As expectativas do mercado financeiro para a inflação, a taxa básica de juros, o crescimento da economia e o câmbio permaneceram estáveis em relação à semana passada, segundo o Boletim Focus divulgado nesta segunda-feira (17) pelo Banco Central.
Para 2026, a projeção para a inflação oficial, medida pelo Índice Nacional de Preços ao Consumidor Amplo (IPCA), foi mantida em 5,02%. A estimativa para o crescimento do Produto Interno Bruto (PIB) também permaneceu em 1,98%.
As projeções para o dólar ao fim do ano e para a taxa básica de juros, a Selic, seguiram em R$ 5,20 e 13,75% ao ano, respectivamente.
O cenário representa estabilidade nas expectativas para os principais indicadores acompanhados pelo mercado financeiro.
A projeção para a inflação continua acima da meta contínua perseguida pelo Banco Central. Para alcançar o objetivo, a autoridade monetária utiliza como principal instrumento a taxa Selic, definida pelo Comitê de Política Monetária (Copom).
Quando o Copom eleva a taxa básica de juros, o objetivo é conter uma demanda aquecida. A medida contribui para reduzir a inflação porque juros mais altos encarecem o crédito e estimulam a poupança. Por outro lado, taxas elevadas podem dificultar a expansão da atividade econômica.

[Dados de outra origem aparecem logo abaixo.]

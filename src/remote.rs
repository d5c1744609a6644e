use async_trait::async_trait;
use tracing::debug;

use crate::config::SyncConfig;
use crate::contract::{ApiError, ContentApi};

/// Reqwest-backed [`ContentApi`] implementation.
///
/// Content queries go to `<base_url>/api<fetch_path>` with a bearer
/// authorization header; media fetches take the URL as given.
pub struct HttpContentApi {
    client: reqwest::Client,
    base_url: String,
    api_token: String,
}

impl HttpContentApi {
    pub fn new(config: &SyncConfig) -> Self {
        HttpContentApi {
            client: reqwest::Client::new(),
            base_url: config.base_url.clone(),
            api_token: config.api_token.clone(),
        }
    }
}

#[async_trait]
impl ContentApi for HttpContentApi {
    async fn fetch_json(&self, fetch_path: &str) -> Result<String, ApiError> {
        let url = format!("{}/api{}", self.base_url, fetch_path);
        debug!(url = %url, "GET content query");

        let response = self
            .client
            .get(&url)
            .bearer_auth(&self.api_token)
            .header("Content-Type", "application/json")
            .send()
            .await?;

        let status = response.status();
        if !status.is_success() {
            return Err(format!("HTTP error! Status: {} for {}", status, url).into());
        }

        Ok(response.text().await?)
    }

    async fn fetch_media(&self, url: &str) -> Result<Vec<u8>, ApiError> {
        debug!(url = %url, "GET media asset");

        let response = self.client.get(url).send().await?;
        let status = response.status();
        if !status.is_success() {
            return Err(format!("HTTP error! Status: {} for {}", status, url).into());
        }

        Ok(response.bytes().await?.to_vec())
    }
}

O boletim também apresentou pequenas alterações nas estimativas para 2027. A projeção para o IPCA passou de 4,22% para 4,24%, enquanto a previsão de crescimento do PIB recuou de 1,52% para 1,50%.
A estimativa para o dólar subiu de R$ 5,28 para R$ 5,29. Já a expectativa para a taxa Selic permaneceu em 12% ao ano.
A projeção de crescimento do PIB representa a expectativa do mercado para o desempenho da economia brasileira. O indicador corresponde à soma de todos os bens e serviços produzidos no país.
Divulgado semanalmente pelo Banco Central, o Relatório Focus reúne projeções de instituições financeiras para os principais indicadores da economia brasileira.
Segundo o Instituto Brasileiro de Geografia e Estatística (IBGE), a inflação oficial perdeu força pelo quarto mês consecutivo e ficou em 0,07% em julho.
Com o resultado, o IPCA acumula alta de 4,44% em 12 meses e retornou ao intervalo da meta contínua de inflação, fixada em 3%, com tolerância de 1,5 ponto percentual para mais ou para menos.
Com as principais projeções para 2026 mantidas em relação à semana anterior e apenas pequenas alterações nas estimativas para 2027, o Boletim Focus desta segunda-feira aponta estabilidade nas expectativas do mercado financeiro para os principais indicadores da economia brasileira.